Experiments

First try at making walnut ink

So this weekend I decided to try my hand at making walnut ink from some of the black walnuts that litter our block.  One of our neighbors has a tree or two that drops dozens of these things.

I’ve read over several recipes and they all pretty much said the same thing.  The husks are most important.  Cook them down a lot.  Strain out the solids.  Cook it down about halfway, sometimes adding some sort of iron (powder or rusted).  Stop when dark enough and then strain again.

 

I enlisted the help of y daughter to gather and husk the black walnuts.  She had gathered more than enough, which is fine as we might do another batch.  A few were filled with maggots, those were discarded.  little thieves, stealing the parts I need.

The nuts we discarded for the squirrels.

We filled a 2 qt pot about 2/3 full.  The husks smelled a little like artichokes.

 

 

I added enough water to cover the husks and set it to a lite simmer.  Just enough for steam to rise, but not enough to trouble the surface of the water.  Didn’t want to risk scorching anything.  I nursed it along for about 2 hours, adding some water as needed.

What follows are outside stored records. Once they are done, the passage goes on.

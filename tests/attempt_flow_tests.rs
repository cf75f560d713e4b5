use std::{collections::HashMap, sync::Arc, time::Duration};

use async_trait::async_trait;
use chrono::{DateTime, Utc};
use tokio::sync::{Notify, RwLock};

use aralin_server::{
    errors::{AppError, AppResult},
    models::{
        domain::{
            AnswerRecord, Attempt, AttemptOutcome, AttemptState, CheatReason, QuestionKind,
            QuizVariant,
        },
        dto::request::AnswerInput,
    },
    repositories::AttemptStore,
    services::{
        answer_key::variant_spec,
        attempt_lifecycle_service::AttemptLifecycleService,
        class_directory::{ClassDirectory, RosterEntry},
        disengagement_service::DisengagementMonitor,
        leaderboard_service::{LeaderboardScope, LeaderboardService},
        notifier::CompletionNotifier,
    },
};

const STALE_AFTER_SECS: i64 = 7200;

struct InMemoryAttemptStore {
    attempts: Arc<RwLock<HashMap<String, Attempt>>>,
    answers: Arc<RwLock<HashMap<(String, i32), AnswerRecord>>>,
}

impl InMemoryAttemptStore {
    fn new() -> Self {
        Self {
            attempts: Arc::new(RwLock::new(HashMap::new())),
            answers: Arc::new(RwLock::new(HashMap::new())),
        }
    }

    /// Rewind an attempt's liveness signal so sweep tests do not have to
    /// sleep through the real staleness window.
    async fn backdate(&self, attempt_id: &str, last_seen: DateTime<Utc>) {
        let mut attempts = self.attempts.write().await;
        if let Some(attempt) = attempts.get_mut(attempt_id) {
            attempt.started_at = last_seen;
            attempt.last_heartbeat_at = None;
        }
    }
}
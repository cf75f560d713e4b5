use serde::{Deserialize, Serialize};

/// The fixed set of quiz variants offered by the platform. Each variant has its
/// own answer key and grading rules, registered in `services::answer_key`.
#[derive(Clone, Copy, Debug, PartialEq, Eq, Hash, Deserialize, Serialize)]
#[serde(rename_all = "kebab-case")]
pub enum QuizVariant {
    Functions,
    EvaluatingFunctions,
    OperationsOnFunctions,
    RationalFunctions,
    RealLifeProblems,
}

impl QuizVariant {
    pub const ALL: [QuizVariant; 5] = [
        QuizVariant::Functions,
        QuizVariant::EvaluatingFunctions,
        QuizVariant::OperationsOnFunctions,
        QuizVariant::RationalFunctions,
        QuizVariant::RealLifeProblems,
    ];

    /// Wire/storage form of the variant name (matches the serde representation).
    pub fn as_str(&self) -> &'static str {
        match self {
            QuizVariant::Functions => "functions",
            QuizVariant::EvaluatingFunctions => "evaluating-functions",
            QuizVariant::OperationsOnFunctions => "operations-on-functions",
            QuizVariant::RationalFunctions => "rational-functions",
            QuizVariant::RealLifeProblems => "real-life-problems",
        }
    }

    pub fn parse(value: &str) -> Option<QuizVariant> {
        match value.trim().to_lowercase().as_str() {
            "functions" => Some(QuizVariant::Functions),
            "evaluating-functions" => Some(QuizVariant::EvaluatingFunctions),
            "operations-on-functions" => Some(QuizVariant::OperationsOnFunctions),
            "rational-functions" => Some(QuizVariant::RationalFunctions),
            "real-life-problems" => Some(QuizVariant::RealLifeProblems),
            _ => None,
        }
    }
}

impl std::fmt::Display for QuizVariant {
    fn fmt(&self, f: &mut std::fmt::Formatter<'_>) -> std::fmt::Result {
        f.write_str(self.as_str())
    }
}
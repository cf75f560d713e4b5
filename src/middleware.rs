use std::{future::Ready, rc::Rc};

use actix_web::{
    body::EitherBody,
    dev::{forward_ready, Service, ServiceRequest, ServiceResponse, Transform},
    http::header::{HeaderName, HeaderValue},
    Error, HttpMessage,
};
use futures::future::LocalBoxFuture;
use uuid::Uuid;

const REQUEST_ID_HEADER: &str = "x-request-id";

/// Correlation id carried through a request's extensions.
#[derive(Clone, Debug)]
pub struct RequestId(pub String);

/// Tags every request with a fresh id and echoes it on the response, so a
/// client-reported failure can be matched to server logs.
pub struct RequestIdMiddleware;

impl<S, B> Transform<S, ServiceRequest> for RequestIdMiddleware
where
    S: Service<ServiceRequest, Response = ServiceResponse<B>, Error = Error> + 'static,
    S::Future: 'static,
    B: 'static,
{
    type Response = ServiceResponse<EitherBody<B>>;
    type Error = Error;
    type InitError = ();
    type Transform = RequestIdMiddlewareService<S>;
    type Future = Ready<Result<Self::Transform, Self::InitError>>;

    fn new_transform(&self, service: S) -> Self::Future {
        std::future::ready(Ok(RequestIdMiddlewareService {
            service: Rc::new(service),
        }))
    }
}

pub struct RequestIdMiddlewareService<S> {
    service: Rc<S>,
}

impl<S, B> Service<ServiceRequest> for RequestIdMiddlewareService<S>
where
    S: Service<ServiceRequest, Response = ServiceResponse<B>, Error = Error> + 'static,
    S::Future: 'static,
    B: 'static,
{
    type Response = ServiceResponse<EitherBody<B>>;
    type Error = Error;
    type Future = LocalBoxFuture<'static, Result<Self::Response, Self::Error>>;

    forward_ready!(service);

    fn call(&self, req: ServiceRequest) -> Self::Future {
        let request_id = Uuid::new_v4().to_string();
        req.extensions_mut().insert(RequestId(request_id.clone()));

        let service = Rc::clone(&self.service);

        Box::pin(async move {
            let mut res = service.call(req).await?;
            if let Ok(value) = HeaderValue::from_str(&request_id) {
                res.headers_mut()
                    .insert(HeaderName::from_static(REQUEST_ID_HEADER), value);
            }
            Ok(res.map_into_left_body())
        })
    }
}

pub fn get_request_id(req: &actix_web::HttpRequest) -> Option<String> {
    req.extensions().get::<RequestId>().map(|id| id.0.clone())
}
pub mod attempt;
pub mod score;
pub mod variant;

pub use attempt::{AnswerRecord, Attempt, AttemptOutcome, AttemptState, CheatReason, QuestionKind};
pub use score::{QuestionScore, ScoreBreakdown};
pub use variant::QuizVariant;
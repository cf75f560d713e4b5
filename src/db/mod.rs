use log::info;
use mongodb::{
    bson::doc,
    options::{ClientOptions, ServerApi, ServerApiVersion},
    Client, Collection,
};
use std::time::Duration;

use crate::{config::Config, errors::AppResult};

#[derive(Clone)]
pub struct Database {
    client: Client,
    db_name: String,
}

impl Database {
    pub async fn connect(config: &Config) -> AppResult<Self> {
        let mut client_options = ClientOptions::parse(&config.mongo_conn_string).await?;

        let server_api = ServerApi::builder().version(ServerApiVersion::V1).build();
        client_options.server_api = Some(server_api);
        client_options.max_pool_size = Some(10);
        client_options.min_pool_size = Some(2);
        client_options.connect_timeout = Some(Duration::from_secs(5));
        client_options.server_selection_timeout = Some(Duration::from_secs(5));

        let client = Client::with_options(client_options)?;

        client
            .database("admin")
            .run_command(doc! { "ping": 1 })
            .await?;

        info!("Connected to MongoDB at {}", config.mongo_db_name);

        Ok(Self {
            client,
            db_name: config.mongo_db_name.clone(),
        })
    }

    pub fn get_collection<T>(&self, collection_name: &str) -> Collection<T>
    where
        T: Send + Sync,
    {
        self.client
            .database(&self.db_name)
            .collection(collection_name)
    }
    pub async fn health_check(&self) -> AppResult<()> {
        self.client
            .database("admin")
            .run_command(doc! { "ping": 1 })
            .await?;
        Ok(())
    }
    pub fn client(&self) -> &Client {
        &self.client
    }
    pub fn db_name(&self) -> &str {
        &self.db_name
    }
}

And yes, it smelled.  Not a house clearing bad, but bad enough that I stopped hanging around in the kitchen.

After the two hours, it was too hot to squeeze and too late in the evening to wait for it to cool so I let it sit on the stove overnight.  It was a thick sludgy black brown at this point.  Behind the pot, you can see some tests on spare paper.

 

Squeezing time!

 

 

I was able to get the majority of the solids out.  Wore thick kitchen gloves, which helped keep my hands clean.  I used a flour sack cotton dish towel for straining.  I was left with about 2/3 a pot of liquid.

 

Time for the second cooking to reduce the amount of water.  I didn’t have any special iron sulfate or some such, and I was short on rusty screws and nails, so I used a fire prod that had met the wrong end of a lawnmower.  As it had been heavily rusted, I figured it might do the job.

 

Nice and dark, and about half of what I started with, about 1/3 of a pot.

 

 

 

Strained it twice by taking the same flour sack towel, rinsed well of course, folded in half twice.  Final yield was about 24 fluid oz.

The ink itself seemed a bit thin, which called for Gum Arabic.  Unfortunately, I only had pre-mixed liquid.  Other recipes called for roughly 10% powder oz. to be added.

I added the 2.5 fluid oz. of liquid Gum Arabic and it thickened up a little.  I’ll have to see how it behaves over time.  Interestingly the ink seemed to darken a bit on the nib.  I may need to add more Gum Arabic, but it seemed to handle decently so far.  It behaved okay on Pergamenata with a size 5 nib. (~.75mm)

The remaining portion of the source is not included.